= Hugh Cleghorn (colonial administrator) =

British Colonial Administrator

Sir Hugh Cleghorn FRSE LLD (1751-1836) was the first colonial secretary to Ceylon. He was key in the takeover of Ceylon from Dutch control to the British Empire. In 1795 Cleghorn used his friendship with Comte Charles-Daniel de Meuron, who owned a regiment of Swiss mercenaries, the Regiment de Meuron, that controlled Ceylon for the Dutch, to transfer control to the British. His grandson Hugh Francis Clarke Cleghorn was instrumental in the foundation of the forest department and forest conservation in India.

==Life==
He was born in Fife around 1751. He attended the High School in Edinburgh 1762–3. He was Professor of Civil and Natural History at St Andrews University from 1773 to 1793. He took a long leave of absence from 1788 to 1790 and traveled with the young Alexander Home, 10th Earl of Home on an extended trip of Europe: France, Switzerland and Italy, lecturing at universities along the route.
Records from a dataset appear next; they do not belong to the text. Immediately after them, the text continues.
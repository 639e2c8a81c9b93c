//! Favorites round trips through the file-backed store.

use quoterm::catalog::{Catalog, CategoryFilter};
use quoterm::favorites::FAVORITES_KEY;
use quoterm::session::Session;
use quoterm::storage::JsonFileStore;
use rand::rngs::StdRng;
use rand::SeedableRng;
use std::fs;
use tempfile::TempDir;

fn session_over(dir: &TempDir) -> Session {
    let store = JsonFileStore::new(dir.path());
    Session::new(Catalog::builtin(), Box::new(store), CategoryFilter::All)
}

fn slot_path(dir: &TempDir) -> std::path::PathBuf {
    dir.path().join(format!("{FAVORITES_KEY}.json"))
}

#[test]
fn toggle_writes_the_favorites_file() {
    let dir = TempDir::new().unwrap();
    let mut session = session_over(&dir);
    let mut rng = StdRng::seed_from_u64(1);

    let quote = session.advance(&mut rng).unwrap();
    session.toggle_current().unwrap();

    let content = fs::read_to_string(slot_path(&dir)).unwrap();
    assert_eq!(content, format!("[{}]", quote.id));
}

#[test]
fn a_fresh_session_restores_favorites_in_insertion_order() {
    let dir = TempDir::new().unwrap();
    {
        let mut session = session_over(&dir);
        let mut rng = StdRng::seed_from_u64(2);
        for _ in 0..3 {
            session.advance(&mut rng);
            session.toggle_current();
        }
    }

    let earlier = session_over(&dir).favorite_ids().to_vec();
    assert_eq!(earlier.len(), 3);

    let reloaded = session_over(&dir);
    assert_eq!(reloaded.favorite_ids(), earlier.as_slice());
    assert_eq!(
        reloaded
            .favorite_quotes()
            .iter()
            .map(|q| q.id)
            .collect::<Vec<_>>(),
        earlier
    );
}

#[test]
fn a_missing_file_starts_empty() {
    let dir = TempDir::new().unwrap();
    let session = session_over(&dir);
    assert_eq!(session.favorites_count(), 0);
}

#[test]
fn a_malformed_file_starts_empty_and_heals_on_next_toggle() {
    let dir = TempDir::new().unwrap();
    fs::write(slot_path(&dir), "{definitely not an array").unwrap();

    let mut session = session_over(&dir);
    assert_eq!(session.favorites_count(), 0);

    let mut rng = StdRng::seed_from_u64(3);
    let quote = session.advance(&mut rng).unwrap();
    session.toggle_current();

    let content = fs::read_to_string(slot_path(&dir)).unwrap();
    assert_eq!(content, format!("[{}]", quote.id));
}

#[test]
fn removing_a_favorite_persists_the_shrunken_list() {
    let dir = TempDir::new().unwrap();
    fs::write(slot_path(&dir), "[10, 20, 3]").unwrap();

    let mut session = session_over(&dir);
    assert!(session.remove_favorite(20));

    let content = fs::read_to_string(slot_path(&dir)).unwrap();
    assert_eq!(content, "[10,3]");
    assert_eq!(session_over(&dir).favorite_ids(), &[10, 3]);
}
He was elected a Fellow of the Royal Society of Edinburgh in 1790. His proposers were John Playfair, Alexander Hamilton and James Hutton. In 1790, Cleghorn was a named recipient of £400 in the will and testament of Adam Smith, to be paid upon the death of Smith's cousin, Janet Douglas.
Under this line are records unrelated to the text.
use crate::catalog::Quote;
use crate::ui::favorites::reducer::MAX_VISIBLE_ROWS;
use crate::ui::favorites::state::FavoritesPanelState;
use crate::ui::layout::centered_rect_by_size;
use crate::ui::theme::{ACCENT, ACTIVE_HIGHLIGHT, HEADER_SEPARATOR, HEADER_TEXT, POPUP_BORDER};
use ratatui::layout::Rect;
use ratatui::style::Style;
use ratatui::text::{Line, Span};
use ratatui::widgets::{Block, Borders, Clear, Paragraph};
use ratatui::Frame;

const PANEL_WIDTH: u16 = 60;

pub fn render_favorites_panel(
    frame: &mut Frame<'_>,
    state: &FavoritesPanelState,
    favorites: &[&Quote],
    area: Rect,
) {
    let FavoritesPanelState::Visible { selected, offset } = state else {
        return;
    };

    let width = PANEL_WIDTH.min(area.width);
    let inner_width = width.saturating_sub(2) as usize;

    let mut lines: Vec<Line> = Vec::new();
    if favorites.is_empty() {
        lines.push(Line::from(Span::styled(
            " No favorites yet. Press f to save the current quote.",
            Style::default().fg(HEADER_TEXT),
        )));
    } else {
        for (index, quote) in favorites
            .iter()
            .enumerate()
            .skip(*offset)
            .take(MAX_VISIBLE_ROWS)
        {
            let entry = format!(" \"{}\" — {}", quote.text, quote.author);
            let mut line = Line::from(Span::styled(
                truncated(&entry, inner_width),
                Style::default().fg(HEADER_TEXT),
            ));
            if index == *selected {
                line = line.style(Style::default().bg(ACTIVE_HIGHLIGHT));
            }
            lines.push(line);
        }
    }

    lines.push(Line::from(""));
    lines.push(Line::from(Span::styled(
        " Up/Down: Move  d: Remove  Esc: Close",
        Style::default().fg(HEADER_SEPARATOR),
    )));

    let height = (lines.len() as u16).saturating_add(2).min(area.height);
    let popup_area = centered_rect_by_size(area, width, height);

    frame.render_widget(Clear, popup_area);
    let block = Block::default()
        .title(Span::styled(
            format!(" Favorites ({}) ", favorites.len()),
            Style::default().fg(ACCENT),
        ))
        .borders(Borders::ALL)
        .border_style(Style::default().fg(POPUP_BORDER));
    frame.render_widget(Paragraph::new(lines).block(block), popup_area);
}

/// Truncate to the panel width using char counts, with an ellipsis.
fn truncated(text: &str, width: usize) -> String {
    if text.chars().count() <= width {
        return text.to_string();
    }
    let mut cut: String = text.chars().take(width.saturating_sub(1)).collect();
    cut.push('…');
    cut
}
//! The session controller.
//!
//! One instance owns the selection state and the favorites set over the
//! catalog; every UI operation goes through it. There are no ambient
//! globals, so the whole flow runs identically under test and in the TUI.

use crate::catalog::{Catalog, CategoryFilter, Quote, QuoteId};
use crate::favorites::{FavoriteOutcome, Favorites};
use crate::selection::{pick_next, SelectionState};
use crate::storage::KeyValueStore;
use rand::Rng;

pub struct Session {
    catalog: &'static Catalog,
    selection: SelectionState,
    favorites: Favorites,
}

impl Session {
    /// Build a session, loading persisted favorites through the store.
    pub fn new(
        catalog: &'static Catalog,
        store: Box<dyn KeyValueStore>,
        filter: CategoryFilter,
    ) -> Self {
        Self {
            catalog,
            selection: SelectionState {
                filter,
                current: None,
            },
            favorites: Favorites::load(store),
        }
    }

    /// Draw the next quote under the active filter and record it as current.
    /// An empty pool returns `None` and leaves the current quote untouched.
    pub fn advance<R: Rng>(&mut self, rng: &mut R) -> Option<&'static Quote> {
        let quote = pick_next(self.catalog, self.selection.filter, self.selection.current, rng)?;
        self.selection.current = Some(quote.id);
        Some(quote)
    }

    pub fn set_filter(&mut self, filter: CategoryFilter) {
        self.selection.filter = filter;
    }

    pub fn filter(&self) -> CategoryFilter {
        self.selection.filter
    }

    pub fn current_quote(&self) -> Option<&'static Quote> {
        self.selection
            .current
            .and_then(|id| self.catalog.find(id))
    }

    /// Toggle the current quote's favorite status. `None` when no quote has
    /// been shown yet.
    pub fn toggle_current(&mut self) -> Option<FavoriteOutcome> {
        let id = self.selection.current?;
        Some(self.favorites.toggle(id))
    }

    pub fn is_current_favorite(&self) -> bool {
        self.selection
            .current
            .is_some_and(|id| self.favorites.is_favorite(id))
    }

    pub fn remove_favorite(&mut self, id: QuoteId) -> bool {
        self.favorites.remove(id)
    }

    pub fn favorite_quotes(&self) -> Vec<&'static Quote> {
        self.favorites.resolve(self.catalog)
    }

    pub fn favorites_count(&self) -> usize {
        self.favorites.count()
    }

    pub fn favorite_ids(&self) -> &[QuoteId] {
        self.favorites.ids()
    }
}

#[cfg(test)]
mod tests {
    use super::*;
    use crate::storage::MemoryStore;
    use rand::rngs::StdRng;
    use rand::SeedableRng;

    fn make_session(store: &MemoryStore, filter: CategoryFilter) -> Session {
        Session::new(Catalog::builtin(), Box::new(store.clone()), filter)
    }

    #[test]
    fn advance_records_the_drawn_quote_as_current() {
        let store = MemoryStore::new();
        let mut session = make_session(&store, CategoryFilter::All);
        let mut rng = StdRng::seed_from_u64(11);

        assert!(session.current_quote().is_none());
        let quote = session.advance(&mut rng).unwrap();
        assert_eq!(session.current_quote().map(|q| q.id), Some(quote.id));
    }

    #[test]
    fn consecutive_draws_never_repeat() {
        let store = MemoryStore::new();
        let mut session = make_session(&store, CategoryFilter::All);
        let mut rng = StdRng::seed_from_u64(12);

        let mut previous = session.advance(&mut rng).unwrap().id;
        for _ in 0..100 {
            let next = session.advance(&mut rng).unwrap().id;
            assert_ne!(next, previous);
            previous = next;
        }
    }

    #[test]
    fn toggle_current_before_first_draw_is_none() {
        let store = MemoryStore::new();
        let mut session = make_session(&store, CategoryFilter::All);
        assert!(session.toggle_current().is_none());
    }

    #[test]
    fn toggle_current_round_trips_membership() {
        let store = MemoryStore::new();
        let mut session = make_session(&store, CategoryFilter::All);
        let mut rng = StdRng::seed_from_u64(13);
        session.advance(&mut rng);

        assert_eq!(session.toggle_current(), Some(FavoriteOutcome::Added));
        assert!(session.is_current_favorite());
        assert_eq!(session.favorites_count(), 1);

        assert_eq!(session.toggle_current(), Some(FavoriteOutcome::Removed));
        assert!(!session.is_current_favorite());
        assert_eq!(session.favorites_count(), 0);
    }

    #[test]
    fn startup_loads_persisted_favorites() {
        let store = MemoryStore::new();
        store.seed("favorites", "[2,9]");
        let session = make_session(&store, CategoryFilter::All);
        assert_eq!(session.favorite_ids(), &[2, 9]);
        let quotes = session.favorite_quotes();
        assert_eq!(quotes.iter().map(|q| q.id).collect::<Vec<_>>(), vec![2, 9]);
    }

    #[test]
    fn remove_favorite_reports_whether_anything_changed() {
        let store = MemoryStore::new();
        store.seed("favorites", "[4]");
        let mut session = make_session(&store, CategoryFilter::All);
        assert!(session.remove_favorite(4));
        assert!(!session.remove_favorite(4));
    }
}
In 1795 Cleghorn traveled to India and Ceylon with Charles Daniel, the Comte de Meuron. The Regiment de Meuron withdrew its support of the Dutch and shortly thereafter, on 15 October 1796, the town and fortress of Columbo surrendered to the British. Cleghorn received £5000 for his role in arranging the Regiment's transfer of allegiance.

In 1798 Cleghorn was appointed Colonial Secretary of Ceylon. However, he did not get on with Governor Frederick North, the first British civilian governor of the island, who arrived on 12 October 1798. Cleghorn resigned his post and returned to Scotland.

Cleghorn had several properties, primarily Stravithie Castle, north of Dunino, a large townhouse, "St Leonards" in St Andrews and the estate of Pitreavie near Dunfermline. All are in Fife. He also had property at Wakefield in England.

In 1829 he was staying at Society in Edinburgh to have a bladder stone removed by Dr Bell.

He died in February 1836.

==Family==
Cleghorn married Rachel some time around 1795.

Hugh's sons Patrick Cleghorn and John Cleghorn both spent much time in India.

A third son, Peter Cleghorn, was the father of Hugh Francis Clarke Cleghorn FRSE.

His daughter Jenny ("Jessie") Douglas Cleghorn married and lived in Edinburgh.